What the task asks :: Please copy, character for character, each line from the beginning of the listing to the line containing "let root = args.data_dir.clone().unwrap_or_else(data_root);", including both.

Data for analysis ::
════════════════

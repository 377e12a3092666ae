use crate::cli::opts::*;
use crate::cli::shell;

use anyhow::{bail, Result};
use chrono::Local;
use log::{info, warn};
use std::io::{stdin, stdout, Write};
use std::sync::Arc;
use taskcards_core::{
    add_tag, filter_by_priority, filter_by_tag, remove_tag, sort_by_recent, Card, CardInput,
    CollectionManager, CoreError, KvStore, THEME_KEY,
};
use taskcards_json::paths::data_root;
use taskcards_json::JsonKvStore;

pub fn run_cli(args: Cli) -> Result<()> {
    let store = open_store(&args)?;
    let mut mgr = open_manager(store.clone());
    match args.cmd {
        Command::Shell => shell::run(&*store, &mut mgr),
        cmd => run_command(&*store, &mut mgr, cmd),
    }
}

pub fn open_store(args: &Cli) -> Result<Arc<JsonKvStore>> {
    let root = args.data_dir.clone().unwrap_or_else(data_root);
    let store = JsonKvStore::open_in(&root, args.max_backups)?;
    Ok(Arc::new(store))
}

pub fn open_manager(store: Arc<JsonKvStore>) -> CollectionManager {
    let mgr = CollectionManager::open(store);
    let report = mgr.load_report();
    if !report.is_clean() {
        warn!("stored data needed repair on load: {report:?}");
    }
    info!(
        "loaded {} card(s), {} collection(s)",
        mgr.cards().len(),
        mgr.collections().len()
    );
    mgr
}

pub fn run_command(store: &dyn KvStore, mgr: &mut CollectionManager, cmd: Command) -> Result<()> {
    match cmd {
        Command::Card(c) => card_cmd(mgr, c),
        Command::Collection(c) => collection_cmd(mgr, c),
        Command::Theme { name } => theme_cmd(store, name),
        Command::Shell => bail!("already in a shell"),
    }
}

fn card_cmd(mgr: &mut CollectionManager, cmd: CardCmd) -> Result<()> {
    match cmd {
        CardCmd::Add(a) => {
            let c = mgr.add_card(add_input(a)?)?;
            println!("{}", c.id);
        }
        CardCmd::Edit(e) => {
            let id = resolve_card(mgr, &e.card)?;
            let input = match mgr.card(&id) {
                Some(card) => edit_input(card, e)?,
                None => bail!("card not found: {id}"),
            };
            mgr.update_card(&id, input)?;
            println!("ok");
        }
        CardCmd::Rm { card } => {
            let id = resolve_card(mgr, &card)?;
            mgr.remove_card(&id)?;
            println!("ok");
        }
        CardCmd::Show { card } => {
            let id = resolve_card(mgr, &card)?;
            if let Some(c) = mgr.card(&id) {
                print_card(c);
            }
        }
        CardCmd::List(l) => {
            let mut cards = mgr.list_cards(&l.query);
            if let Some(tag) = &l.tag {
                cards = filter_by_tag(&cards, tag);
            }
            if let Some(p) = l.priority {
                cards = filter_by_priority(&cards, p.into());
            }
            if l.json {
                println!("{}", serde_json::to_string_pretty(&cards)?);
                return Ok(());
            }
            for c in &cards {
                let tags = if c.tags.is_empty() { "-".to_string() } else { c.tags.join(";") };
                println!(
                    "{}\t[{}]\t{}\t{}\ttags={}",
                    c.id,
                    c.priority.as_str(),
                    c.topic,
                    c.description,
                    tags
                );
            }
            println!("{} {}", cards.len(), if cards.len() == 1 { "card" } else { "cards" });
        }
    }
    Ok(())
}

fn collection_cmd(mgr: &mut CollectionManager, cmd: CollectionCmd) -> Result<()> {
    match cmd {
        CollectionCmd::SaveAs { name } => {
            let cards = mgr.cards().to_vec();
            let c = mgr.save_as(&name, &cards)?;
            println!("saved {} ({} cards)", c.name, c.cards.len());
        }
        CollectionCmd::New { name } => {
            let c = mgr.create_new(&name)?;
            println!("{}\t{}", c.id, c.name);
        }
        CollectionCmd::Load { collection } => {
            let id = resolve_collection(mgr, &collection)?;
            let count = mgr.load(&id)?.len();
            let name = mgr.active_collection().unwrap_or_default();
            println!("loaded {name} ({count} cards)");
        }
        CollectionCmd::QuickSave { name } => {
            let c = match mgr.quick_save() {
                Ok(c) => c,
                Err(CoreError::NoActiveCollection) => {
                    let name = match name {
                        Some(n) => n,
                        None => read_line("no active collection; save as> ")?,
                    };
                    let cards = mgr.cards().to_vec();
                    mgr.save_as(&name, &cards)?
                }
                Err(e) => return Err(e.into()),
            };
            println!("saved {} ({} cards)", c.name, c.cards.len());
        }
        CollectionCmd::List { recent, json } => {
            let mut list = mgr.list_collections();
            if recent {
                sort_by_recent(&mut list);
            }
            if json {
                println!("{}", serde_json::to_string_pretty(&list)?);
                return Ok(());
            }
            if list.is_empty() {
                println!("no saved collections");
            }
            let active = mgr.active_collection();
            for s in list {
                let marker = if Some(s.name.as_str()) == active { "*" } else { " " };
                let updated = s.updated_at.with_timezone(&Local).format("%Y-%m-%d %H:%M");
                println!("{marker} {}\t{}\t{} cards\tupdated {updated}", s.id, s.name, s.card_count);
            }
        }
        CollectionCmd::Status => {
            match mgr.active_collection() {
                Some(name) => println!("active: {name}"),
                None => println!("active: (none)"),
            }
            println!("{} card(s) in the active list", mgr.cards().len());
        }
    }
    Ok(())
}

fn theme_cmd(store: &dyn KvStore, name: Option<String>) -> Result<()> {
    match name {
        None => println!("{}", store.get(THEME_KEY).unwrap_or_else(|| "default".to_string())),
        Some(n) => {
            let n = n.trim();
            if n.is_empty() {
                bail!("theme name must not be empty");
            }
            store.set(THEME_KEY, n.to_string());
            println!("ok");
        }
    }
    Ok(())
}

// ===== Helpers =====

fn add_input(a: CardAdd) -> Result<CardInput> {
    let description = required_description(a.description)?;
    let mut tags = Vec::new();
    for t in &a.tags {
        add_tag(&mut tags, t);
    }
    let mut input = CardInput::new(description)
        .topic(a.topic)
        .details(a.details)
        .priority(a.priority.into())
        .tags(tags);
    if let Some(l) = a.label {
        input = input.label(l);
    }
    Ok(input)
}

/// Starts from the card's current fields and applies only what was passed.
pub fn edit_input(card: &Card, e: CardEdit) -> Result<CardInput> {
    let mut input = CardInput::from(card);
    if let Some(d) = e.description {
        input.description = required_description(d)?;
    }
    if let Some(t) = e.topic {
        input.topic = t;
    }
    if e.clear_label {
        input.label = None;
    }
    if let Some(l) = e.label {
        input.label = Some(l);
    }
    if let Some(d) = e.details {
        input.details = d;
    }
    if let Some(p) = e.priority {
        input.priority = p.into();
    }
    for t in &e.add_tags {
        add_tag(&mut input.tags, t);
    }
    for t in &e.rm_tags {
        remove_tag(&mut input.tags, t.trim());
    }
    Ok(input)
}

fn required_description(d: String) -> Result<String> {
    if d.trim().is_empty() {
        bail!("description must not be empty");
    }
    Ok(d)
}

/// Accepts a full card id or an unambiguous prefix of one.
pub fn resolve_card(mgr: &CollectionManager, sel: &str) -> Result<String> {
    if mgr.card(sel).is_some() {
        return Ok(sel.to_string());
    }
    let hits: Vec<&Card> = mgr.cards().iter().filter(|c| c.id.starts_with(sel)).collect();
    match hits.as_slice() {
        [one] if !sel.is_empty() => Ok(one.id.clone()),
        [] | [_] => bail!("card not found: {sel}"),
        _ => bail!("ambiguous card id: {sel} matches {} cards", hits.len()),
    }
}

/// Accepts a collection id or its name (exact first, then case-insensitive).
pub fn resolve_collection(mgr: &CollectionManager, sel: &str) -> Result<String> {
    if let Some(c) = mgr.collection(sel) {
        return Ok(c.id.clone());
    }
    let name = sel.trim();
    if let Some(c) = mgr.collection_by_name(name) {
        return Ok(c.id.clone());
    }
    if let Some(c) = mgr.collections().iter().find(|c| c.name.eq_ignore_ascii_case(name)) {
        return Ok(c.id.clone());
    }
    bail!("collection not found: {sel}")
}

fn print_card(c: &Card) {
    println!("id:          {}", c.id);
    println!("topic:       {}", c.topic);
    if let Some(l) = &c.label {
        println!("label:       {l}");
    }
    println!("priority:    {}", c.priority.as_str());
    println!("description: {}", c.description);
    if !c.details.is_empty() {
        println!("details:     {}", c.details);
    }
    if !c.tags.is_empty() {
        println!("tags:        {}", c.tags.join(", "));
    }
    println!("created:     {}", c.created_at.with_timezone(&Local).format("%Y-%m-%d %H:%M"));
}

pub fn read_line(prompt: &str) -> Result<String> {
    print!("{prompt}");
    stdout().flush().ok();
    let mut s = String::new();
    stdin().read_line(&mut s)?;
    Ok(s.trim_end_matches(&['\r', '\n'][..]).to_string())
}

════════════════

Written answer ::
repository 377e12a3092666ae
use crate::cli::opts::*;
use crate::cli::shell;

use anyhow::{bail, Result};
use chrono::Local;
use log::{info, warn};
use std::io::{stdin, stdout, Write};
use std::sync::Arc;
use taskcards_core::{
    add_tag, filter_by_priority, filter_by_tag, remove_tag, sort_by_recent, Card, CardInput,
    CollectionManager, CoreError, KvStore, THEME_KEY,
};
use taskcards_json::paths::data_root;
use taskcards_json::JsonKvStore;

pub fn run_cli(args: Cli) -> Result<()> {
    let store = open_store(&args)?;
    let mut mgr = open_manager(store.clone());
    match args.cmd {
        Command::Shell => shell::run(&*store, &mut mgr),
        cmd => run_command(&*store, &mut mgr, cmd),
    }
}

pub fn open_store(args: &Cli) -> Result<Arc<JsonKvStore>> {
    let root = args.data_dir.clone().unwrap_or_else(data_root);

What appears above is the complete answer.